How Nintendo Can Save Itself With Mobile Platforms

Nintendo is in trouble. Doom and gloom has been forecast for the company since the Wii U’s soft launch, and this past week saw the company report that the Wii U’s sales are dramatically lower than expected. Despite the introduction of a Mario/Luigi bundle, the recent release of Super Mario 3D World, and older highly-revered games like LEGO City Undercover and The Wonderful 101, the system didn’t catch on for holiday sales and is expected to sell 2.8 million for the fiscal year. Worse, 3DS sales aren’t going to be as high as expected either — and portable gaming is the one area Nintendo can always hang its hat on with investors and point to as a success. After many years of its outdated practices, from using relatively ancient hardware for the Wii U to an antiquated online setup, Iwata stated that he was willing to look into new ways for the company to make money.
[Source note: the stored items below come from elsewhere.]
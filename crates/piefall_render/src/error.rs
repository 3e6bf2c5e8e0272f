//! Render error types

use std::fmt;

/// Error type for GPU setup and frame rendering
#[derive(Debug)]
pub enum RenderError {
    /// Surface was lost (window resized, minimized, etc.)
    SurfaceLost,
    /// GPU out of memory
    OutOfMemory,
    /// No adapter is compatible with the surface
    NoAdapter,
    /// The surface could not be created for the window
    SurfaceCreation(String),
    /// The adapter refused to create a device
    DeviceRequest(String),
    /// Other surface error
    Other(String),
}

impl RenderError {
    /// True if reconfiguring the surface is enough to recover
    pub fn is_recoverable(&self) -> bool {
        matches!(self, RenderError::SurfaceLost | RenderError::Other(_))
    }
}

impl fmt::Display for RenderError {
    fn fmt(&self, f: &mut fmt::Formatter<'_>) -> fmt::Result {
        match self {
            RenderError::SurfaceLost => write!(f, "Surface lost"),
            RenderError::OutOfMemory => write!(f, "Out of memory"),
            RenderError::NoAdapter => write!(f, "No compatible GPU adapter"),
            RenderError::SurfaceCreation(msg) => write!(f, "Surface creation failed: {}", msg),
            RenderError::DeviceRequest(msg) => write!(f, "Device request failed: {}", msg),
            RenderError::Other(msg) => write!(f, "Render error: {}", msg),
        }
    }
}

impl std::error::Error for RenderError {}

impl From<wgpu::SurfaceError> for RenderError {
    fn from(err: wgpu::SurfaceError) -> Self {
        match err {
            wgpu::SurfaceError::Lost | wgpu::SurfaceError::Outdated => RenderError::SurfaceLost,
            wgpu::SurfaceError::OutOfMemory => RenderError::OutOfMemory,
            other => RenderError::Other(format!("{:?}", other)),
        }
    }
}

#[cfg(test)]
mod tests {
    use super::*;

    #[test]
    fn test_render_error_display() {
        assert_eq!(format!("{}", RenderError::SurfaceLost), "Surface lost");
        assert_eq!(format!("{}", RenderError::OutOfMemory), "Out of memory");
        assert_eq!(
            format!("{}", RenderError::Other("test".to_string())),
            "Render error: test"
        );
    }

    #[test]
    fn test_from_surface_error() {
        assert!(matches!(RenderError::from(wgpu::SurfaceError::Lost), RenderError::SurfaceLost));
        assert!(matches!(RenderError::from(wgpu::SurfaceError::Outdated), RenderError::SurfaceLost));
        assert!(matches!(RenderError::from(wgpu::SurfaceError::OutOfMemory), RenderError::OutOfMemory));
        assert!(matches!(RenderError::from(wgpu::SurfaceError::Timeout), RenderError::Other(_)));
    }

    #[test]
    fn test_recoverable() {
        assert!(RenderError::SurfaceLost.is_recoverable());
        assert!(!RenderError::OutOfMemory.is_recoverable());
        assert!(!RenderError::NoAdapter.is_recoverable());
    }
}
Many have suggested mobile devices as the way to go, while Michael Pachter believes the best route is for them to just can the Wii U and release its first-party games on the PS4 and Xbox One for a while. Realistically, I don’t see Nintendo conceding defeat that quickly on a system that’s not even a year and a half old — and they have enough cash on hand, unlike Sega did when it killed the Dreamcast in North America at about this same time, to keep it around. The big problem with the Wii U is the hardware – it’s just too old to be competitive going forward. Right now, it can produce some impressive stuff, but unlike the Wii, the Gamepad isn’t doing something so amazing that it’s worth putting up with the older graphics. The PS4 allows you to use a Vita for basically the same thing as a Gamepad – off-TV play on a different device so your family can watch TV and you can play a game. Using the Vita may cost more, but it’s also got a dedicated library of games and PS+ freebies to help justify the cost if you wind up using it more of a streaming device for the PS4.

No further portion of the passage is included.